Arrests for marijuana possession in Philadelphia and across Pennsylvania were largely unchanged in 2013 compared to 2012. Yet, striking racial disparities in cannabis arrests continue in the city, a trend replicated in most urban environments.
This week PhillyNORML conducted an annual review of marijuana arrests with data gathered directly from the Pennsylvania Uniform Crime Reporting System (UCRS). The crime database for the Keystone State is one of only two in the country that are fully public. PhillyNORML's full report will be released next week.
By the numbers
During 2013 in Pennsylvania there were 17,964 marijuana possession arrests of adults and 2,724 arrests of juveniles for a total of 20,688.
During the same year in Philadelphia there were 3,773 arrests for marijuana possession with an additional 563 arrests of juveniles for a total of 4,336.
Summons are issued in most Pennsylvania counties for marijuana possession. This was the case for Pittsburgh Steelers Le'Veon Bell and LeGarrette Blount in Ross County. State law gives discretion to local police whether to perform a custodial arrest or to send a summons in the mail.

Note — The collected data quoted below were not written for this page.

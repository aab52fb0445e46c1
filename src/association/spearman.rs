//! Spearman rank correlation

use super::pearson::correlate;
use super::{AssociationMeasure, Measurement};
use ndarray::{Array1, ArrayView1};
use std::cmp::Ordering;

/// Pearson correlation of average ranks; captures monotonic association
#[derive(Debug, Clone, Copy, Default)]
pub struct SpearmanCorrelation;

impl AssociationMeasure for SpearmanCorrelation {
    fn name(&self) -> &'static str {
        "spearman"
    }

    fn measure(&self, x: ArrayView1<f64>, y: ArrayView1<f64>) -> Measurement {
        let rx = average_ranks(x);
        let ry = average_ranks(y);
        correlate(rx.view(), ry.view())
    }
}

/// 1-based ranks; tied values share the mean of the ranks they span
pub fn average_ranks(values: ArrayView1<f64>) -> Array1<f64> {
    let n = values.len();
    let mut order: Vec<usize> = (0..n).collect();
    order.sort_by(|&a, &b| {
        values[a]
            .partial_cmp(&values[b])
            .unwrap_or(Ordering::Equal)
    });

    let mut ranks = Array1::zeros(n);
    let mut i = 0;
    while i < n {
        let mut j = i + 1;
        while j < n && values[order[j]] == values[order[i]] {
            j += 1;
        }
        // positions i..j (0-based) hold ranks i+1..=j
        let avg = (i + 1 + j) as f64 / 2.0;
        for &idx in &order[i..j] {
            ranks[idx] = avg;
        }
        i = j;
    }

    ranks
}
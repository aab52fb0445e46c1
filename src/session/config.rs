//! Engine-wide configuration

use crate::alignment::{AlignmentConfig, Frequency};
use crate::association::AssociationConfig;
use crate::error::{InsightError, Result};
use serde::{Deserialize, Serialize};
use std::path::Path;

/// Ranking defaults applied by [`AnalysisSession`](super::AnalysisSession)
#[derive(Debug, Clone, PartialEq, Serialize, Deserialize)]
#[serde(default)]
pub struct RankingConfig {
    /// `top_n` used when a request does not give one
    pub default_top_n: usize,
    /// Significance threshold for correlation rankings
    pub max_p_value: Option<f64>,
}

impl Default for RankingConfig {
    fn default() -> Self {
        Self {
            default_top_n: 10,
            max_p_value: None,
        }
    }
}

impl RankingConfig {
    pub fn new() -> Self {
        Self::default()
    }

    pub fn with_default_top_n(mut self, top_n: usize) -> Self {
        self.default_top_n = top_n;
        self
    }

    pub fn with_max_p_value(mut self, max_p_value: Option<f64>) -> Self {
        self.max_p_value = max_p_value;
        self
    }

    pub fn validate(&self) -> Result<()> {
        if self.default_top_n == 0 {
            return Err(InsightError::invalid_parameter(
                "default_top_n",
                self.default_top_n,
                "must be a positive integer",
            ));
        }
        if let Some(p) = self.max_p_value {
            if !(p > 0.0 && p <= 1.0) {
                return Err(InsightError::invalid_parameter(
                    "max_p_value",
                    p,
                    "must lie in (0, 1]",
                ));
            }
        }
        Ok(())
    }
}

/// Configuration for alignment, association and ranking
#[derive(Debug, Clone, Default, PartialEq, Serialize, Deserialize)]
#[serde(default)]
pub struct EngineConfig {
    pub alignment: AlignmentConfig,
    pub association: AssociationConfig,
    pub ranking: RankingConfig,
}

impl EngineConfig {
    /// Create a new configuration with default values
    pub fn new() -> Self {
        Self::default()
    }

    /// Set the grid frequency
    pub fn with_frequency(mut self, frequency: Frequency) -> Self {
        self.alignment.frequency = frequency;
        self
    }

    pub fn with_alignment(mut self, alignment: AlignmentConfig) -> Self {
        self.alignment = alignment;
        self
    }

    pub fn with_association(mut self, association: AssociationConfig) -> Self {
        self.association = association;
        self
    }

    pub fn with_ranking(mut self, ranking: RankingConfig) -> Self {
        self.ranking = ranking;
        self
    }

    /// Parse a (possibly partial) JSON document; absent fields take defaults
    pub fn from_json_str(json: &str) -> Result<Self> {
        let config: Self = serde_json::from_str(json)
            .map_err(|e| InsightError::ConfigError(e.to_string()))?;
        config.validate()?;
        Ok(config)
    }

    /// Load and validate a JSON configuration file
    pub fn from_file<P: AsRef<Path>>(path: P) -> Result<Self> {
        let json = std::fs::read_to_string(path)?;
        Self::from_json_str(&json)
    }

    pub fn to_json(&self) -> Result<String> {
        Ok(serde_json::to_string_pretty(self)?)
    }

    /// Validate every section
    pub fn validate(&self) -> Result<()> {
        self.alignment.validate()?;
        self.association.validate()?;
        self.ranking.validate()
    }
}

Philadelphia is the only county that puts every single offender into handcuffs and a holding cell -- for any amount of marijuana.
City Council passed a bill in June with a vote of 13-3 to change that practice. Bill 140377, sponsored by Councilman Jim Kenney, makes marijuana possession a code violation instructing police issue a $25 ticket.
It could have been implemented right away but Mayor Nutter has the option of waiting until Sept. 10 to approve or veto the measure. By saying he is studying the issue, he appears to be running out the clock.
Last weekend I had an exchange with Nutter's Chief of Staff, Everett Gillison, on Twitter about the bill. Gillison said that an announcement would come "on or before" September 10th but declined to indicate if Nutter would sign. There are enough votes in Council to override any attempt at a veto.
If signed the bill has a 90-day implementation phase to allow time to print new tickets and train police officers about the policy change.
During 2013, the adults arrested for marijuana possession in Philly were 83.3 percent African American. Just 15.4 percent were white.
The disparity carried over to the sale/manufacture arrests as well.
Interestingly, the possession arrests for heroin and cocaine combined were almost exactly 50/50. Whites comprised 50.1 percent of the 4,244 arrests for cocaine and heroin possession. The even split was almost replicated for arrests regarding the sale/manufacture of the hard drugs as well.
Still, it is important to note that across the state far more white people were busted for possessing pot: 57.4 percent of adult possession arrests were white.
Overall Philadelphia accounted for 20.2 percent of all the marijuana possession arrests in Pennsylvania. But Philly accounted for 42.6 percent of all the African Americans arrested in the state and the city put them all into immediate custody.
A look through other crime information from drunkenness and disorderly conduct to theft and DUI did not reveal the same disparities as seen for marijuana.
Police Commissioner Charles H. Ramsey and Mayor Nutter have said the disparities exist because of increased patrols in communities of color. But other offenses, especially those for heroin and cocaine should look the same rather than being almost exactly racially equal.
The City Paper recently mapped every marijuana arrest in the city from 2010-2013. It showed huge swaths of primarily black neighborhoods of the city as having the heaviest concentrations of the arrests. But, zooming in, it also showed a lot of Hispanics and African Americans getting busted in what are known to be paler residential and shopping districts.
Men far outpaced women in arrests by a nearly 8-to-1 ratio. Young people also bore the brunt of enforcement. More than 40 percent of the adults arrested were age 18-29. Almost 75 percent of the juveniles arrested were 16- and 17-years-old.
White and Asian women remained the least likely to be arrested for marijuana in Philadelphia.
Consuming cannabis is about equally popular among African Americans and caucasians. In fact, when it comes to those age 35 and older, white cannabis consumers outnumber every other ethnicity. Even factoring in the pervasive and largely unconstitutional practice of Stop-and-Frisk it is difficult to explain why enforcement is so skewed.
When Massachusetts decriminalized marijuana possession arrests fell almost 80 percent.
Significant pressure is building for Nutter to enact the decriminalization bill from Council and direct the Police Department to follow through on the new procedure. The Inquirer Editorial Board and WHYY's News Director Chris Satullo even opined in favor of the measure.
When September 10th rolls around, judging by past numbers, about 700 residents will have been thrown into jail over a small amount of cannabis since City Council passed the bill. Hopefully there won't be many more.